WORK ORDER: Say only how many lines in the entries below contain the word "None".

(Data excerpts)
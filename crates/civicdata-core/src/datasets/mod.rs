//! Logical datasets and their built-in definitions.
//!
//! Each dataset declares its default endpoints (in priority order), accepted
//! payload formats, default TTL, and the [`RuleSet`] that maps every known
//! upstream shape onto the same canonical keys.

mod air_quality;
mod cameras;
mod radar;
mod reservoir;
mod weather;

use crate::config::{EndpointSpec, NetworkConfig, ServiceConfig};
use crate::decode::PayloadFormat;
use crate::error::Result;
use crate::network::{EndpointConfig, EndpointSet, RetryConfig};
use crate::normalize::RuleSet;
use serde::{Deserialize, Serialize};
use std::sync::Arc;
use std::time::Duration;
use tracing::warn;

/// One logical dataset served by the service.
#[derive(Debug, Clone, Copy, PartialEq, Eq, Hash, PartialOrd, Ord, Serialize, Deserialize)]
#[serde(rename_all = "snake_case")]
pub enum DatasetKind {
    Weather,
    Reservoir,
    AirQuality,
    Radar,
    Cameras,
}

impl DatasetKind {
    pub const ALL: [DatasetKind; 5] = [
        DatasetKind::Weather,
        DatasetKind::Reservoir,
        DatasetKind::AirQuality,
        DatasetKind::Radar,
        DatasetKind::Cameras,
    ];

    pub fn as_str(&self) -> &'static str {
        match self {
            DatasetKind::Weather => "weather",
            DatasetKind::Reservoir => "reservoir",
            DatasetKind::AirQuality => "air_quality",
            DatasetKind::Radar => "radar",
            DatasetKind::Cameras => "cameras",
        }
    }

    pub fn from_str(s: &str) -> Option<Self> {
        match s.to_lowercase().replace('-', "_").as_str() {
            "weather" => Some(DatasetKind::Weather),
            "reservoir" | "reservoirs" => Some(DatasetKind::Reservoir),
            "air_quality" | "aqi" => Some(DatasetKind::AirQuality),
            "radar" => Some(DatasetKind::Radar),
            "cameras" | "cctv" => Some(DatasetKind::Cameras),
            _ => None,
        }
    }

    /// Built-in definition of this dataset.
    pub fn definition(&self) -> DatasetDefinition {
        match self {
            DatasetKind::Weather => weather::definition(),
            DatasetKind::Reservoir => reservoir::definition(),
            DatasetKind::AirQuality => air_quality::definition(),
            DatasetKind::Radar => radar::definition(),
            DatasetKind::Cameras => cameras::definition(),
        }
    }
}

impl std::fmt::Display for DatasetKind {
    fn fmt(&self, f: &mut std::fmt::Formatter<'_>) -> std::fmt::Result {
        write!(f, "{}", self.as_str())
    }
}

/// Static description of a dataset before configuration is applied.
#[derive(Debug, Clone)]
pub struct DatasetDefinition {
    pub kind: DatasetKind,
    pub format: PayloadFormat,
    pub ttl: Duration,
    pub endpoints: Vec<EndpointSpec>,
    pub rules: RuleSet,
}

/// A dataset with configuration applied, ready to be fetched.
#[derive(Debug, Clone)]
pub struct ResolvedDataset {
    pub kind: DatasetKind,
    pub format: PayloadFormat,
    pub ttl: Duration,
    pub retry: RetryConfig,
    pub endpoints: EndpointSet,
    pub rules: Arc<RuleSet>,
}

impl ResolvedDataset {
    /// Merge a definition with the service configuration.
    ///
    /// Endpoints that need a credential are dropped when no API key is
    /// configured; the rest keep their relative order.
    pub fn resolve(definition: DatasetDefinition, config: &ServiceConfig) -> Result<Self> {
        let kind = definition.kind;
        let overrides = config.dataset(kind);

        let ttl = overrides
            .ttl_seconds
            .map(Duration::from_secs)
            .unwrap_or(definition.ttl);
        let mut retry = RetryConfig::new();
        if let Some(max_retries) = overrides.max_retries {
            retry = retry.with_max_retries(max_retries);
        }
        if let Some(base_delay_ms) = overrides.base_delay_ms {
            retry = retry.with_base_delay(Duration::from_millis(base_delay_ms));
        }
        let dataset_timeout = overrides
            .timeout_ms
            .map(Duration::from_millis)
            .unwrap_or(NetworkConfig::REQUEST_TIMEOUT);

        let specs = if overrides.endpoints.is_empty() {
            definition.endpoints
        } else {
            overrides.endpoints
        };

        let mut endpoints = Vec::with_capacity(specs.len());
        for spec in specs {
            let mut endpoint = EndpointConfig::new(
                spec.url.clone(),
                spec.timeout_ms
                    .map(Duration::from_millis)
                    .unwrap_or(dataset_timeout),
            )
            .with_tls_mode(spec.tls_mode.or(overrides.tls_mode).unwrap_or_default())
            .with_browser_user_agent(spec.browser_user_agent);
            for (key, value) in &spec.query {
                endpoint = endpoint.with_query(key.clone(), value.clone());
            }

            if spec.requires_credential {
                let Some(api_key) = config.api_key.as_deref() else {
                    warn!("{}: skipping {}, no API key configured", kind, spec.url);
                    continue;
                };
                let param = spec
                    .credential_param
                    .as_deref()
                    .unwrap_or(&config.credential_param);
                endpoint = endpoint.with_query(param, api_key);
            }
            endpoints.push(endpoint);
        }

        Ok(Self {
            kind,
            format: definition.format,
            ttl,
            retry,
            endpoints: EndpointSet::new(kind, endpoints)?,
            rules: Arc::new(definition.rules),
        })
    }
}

--

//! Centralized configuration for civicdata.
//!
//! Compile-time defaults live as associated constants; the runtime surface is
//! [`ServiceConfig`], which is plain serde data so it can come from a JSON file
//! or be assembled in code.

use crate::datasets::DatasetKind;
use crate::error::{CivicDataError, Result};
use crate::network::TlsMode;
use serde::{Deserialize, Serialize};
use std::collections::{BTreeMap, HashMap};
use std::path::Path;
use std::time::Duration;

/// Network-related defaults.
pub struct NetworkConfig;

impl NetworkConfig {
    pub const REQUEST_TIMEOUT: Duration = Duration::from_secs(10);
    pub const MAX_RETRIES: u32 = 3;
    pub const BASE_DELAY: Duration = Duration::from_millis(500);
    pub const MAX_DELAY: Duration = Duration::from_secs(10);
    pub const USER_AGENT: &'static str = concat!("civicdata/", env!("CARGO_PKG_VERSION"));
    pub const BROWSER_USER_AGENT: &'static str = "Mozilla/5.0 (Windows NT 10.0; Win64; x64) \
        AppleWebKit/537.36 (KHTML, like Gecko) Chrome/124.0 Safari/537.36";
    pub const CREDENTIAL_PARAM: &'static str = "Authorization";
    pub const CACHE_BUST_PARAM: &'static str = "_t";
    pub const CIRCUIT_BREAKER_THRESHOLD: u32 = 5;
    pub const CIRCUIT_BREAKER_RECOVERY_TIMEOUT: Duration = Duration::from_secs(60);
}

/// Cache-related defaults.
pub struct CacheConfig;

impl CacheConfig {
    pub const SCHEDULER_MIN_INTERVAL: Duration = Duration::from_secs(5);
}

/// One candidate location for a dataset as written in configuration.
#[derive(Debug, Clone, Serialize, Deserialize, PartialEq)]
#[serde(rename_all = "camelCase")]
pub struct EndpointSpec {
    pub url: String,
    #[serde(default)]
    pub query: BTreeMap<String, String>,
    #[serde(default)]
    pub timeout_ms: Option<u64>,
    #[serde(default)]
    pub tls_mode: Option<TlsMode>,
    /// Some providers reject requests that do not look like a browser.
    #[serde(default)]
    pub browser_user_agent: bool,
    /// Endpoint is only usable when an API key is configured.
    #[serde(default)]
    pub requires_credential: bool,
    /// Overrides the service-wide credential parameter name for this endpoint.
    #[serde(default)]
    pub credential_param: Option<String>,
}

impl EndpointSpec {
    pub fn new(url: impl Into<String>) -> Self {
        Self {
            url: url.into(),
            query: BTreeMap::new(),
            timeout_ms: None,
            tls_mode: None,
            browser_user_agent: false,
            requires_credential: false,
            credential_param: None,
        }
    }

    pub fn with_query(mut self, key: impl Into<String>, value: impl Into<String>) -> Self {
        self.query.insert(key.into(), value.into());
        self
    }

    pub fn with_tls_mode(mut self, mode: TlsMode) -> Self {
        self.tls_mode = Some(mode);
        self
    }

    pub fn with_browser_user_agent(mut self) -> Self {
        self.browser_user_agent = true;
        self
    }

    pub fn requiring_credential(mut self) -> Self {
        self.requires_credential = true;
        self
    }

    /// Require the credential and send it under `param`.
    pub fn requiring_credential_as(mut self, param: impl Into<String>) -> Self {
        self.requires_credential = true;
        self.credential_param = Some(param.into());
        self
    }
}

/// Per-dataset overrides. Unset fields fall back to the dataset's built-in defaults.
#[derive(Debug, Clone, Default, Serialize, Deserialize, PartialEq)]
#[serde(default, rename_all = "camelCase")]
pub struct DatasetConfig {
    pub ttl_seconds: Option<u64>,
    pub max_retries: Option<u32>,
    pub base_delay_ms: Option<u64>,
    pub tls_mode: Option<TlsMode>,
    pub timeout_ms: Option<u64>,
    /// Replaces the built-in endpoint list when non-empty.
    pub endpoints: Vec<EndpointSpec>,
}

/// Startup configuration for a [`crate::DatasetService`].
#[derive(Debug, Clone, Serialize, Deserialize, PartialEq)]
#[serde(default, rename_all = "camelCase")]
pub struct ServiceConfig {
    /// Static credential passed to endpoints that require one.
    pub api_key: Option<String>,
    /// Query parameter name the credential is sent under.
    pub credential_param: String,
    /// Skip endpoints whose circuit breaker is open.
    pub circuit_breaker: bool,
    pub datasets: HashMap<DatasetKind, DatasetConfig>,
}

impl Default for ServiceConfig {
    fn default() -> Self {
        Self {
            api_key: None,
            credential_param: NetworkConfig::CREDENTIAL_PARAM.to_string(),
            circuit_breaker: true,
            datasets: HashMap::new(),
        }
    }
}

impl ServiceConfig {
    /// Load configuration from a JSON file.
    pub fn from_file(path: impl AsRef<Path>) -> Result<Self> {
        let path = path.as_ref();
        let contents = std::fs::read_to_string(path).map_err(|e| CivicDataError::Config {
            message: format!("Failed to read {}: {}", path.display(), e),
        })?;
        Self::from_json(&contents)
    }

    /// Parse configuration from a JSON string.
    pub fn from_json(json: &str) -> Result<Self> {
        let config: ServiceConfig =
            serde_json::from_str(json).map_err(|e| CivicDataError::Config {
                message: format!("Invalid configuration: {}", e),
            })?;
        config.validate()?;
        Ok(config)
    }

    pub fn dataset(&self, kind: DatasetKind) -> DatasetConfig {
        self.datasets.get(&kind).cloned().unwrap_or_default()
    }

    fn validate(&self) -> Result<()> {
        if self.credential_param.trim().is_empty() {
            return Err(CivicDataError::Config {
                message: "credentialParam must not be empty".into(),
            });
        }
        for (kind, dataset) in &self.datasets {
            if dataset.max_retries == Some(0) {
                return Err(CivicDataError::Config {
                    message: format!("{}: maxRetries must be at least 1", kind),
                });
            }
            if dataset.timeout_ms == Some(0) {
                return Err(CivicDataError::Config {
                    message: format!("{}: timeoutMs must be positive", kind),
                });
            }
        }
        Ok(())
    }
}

RESULT BELOW: 5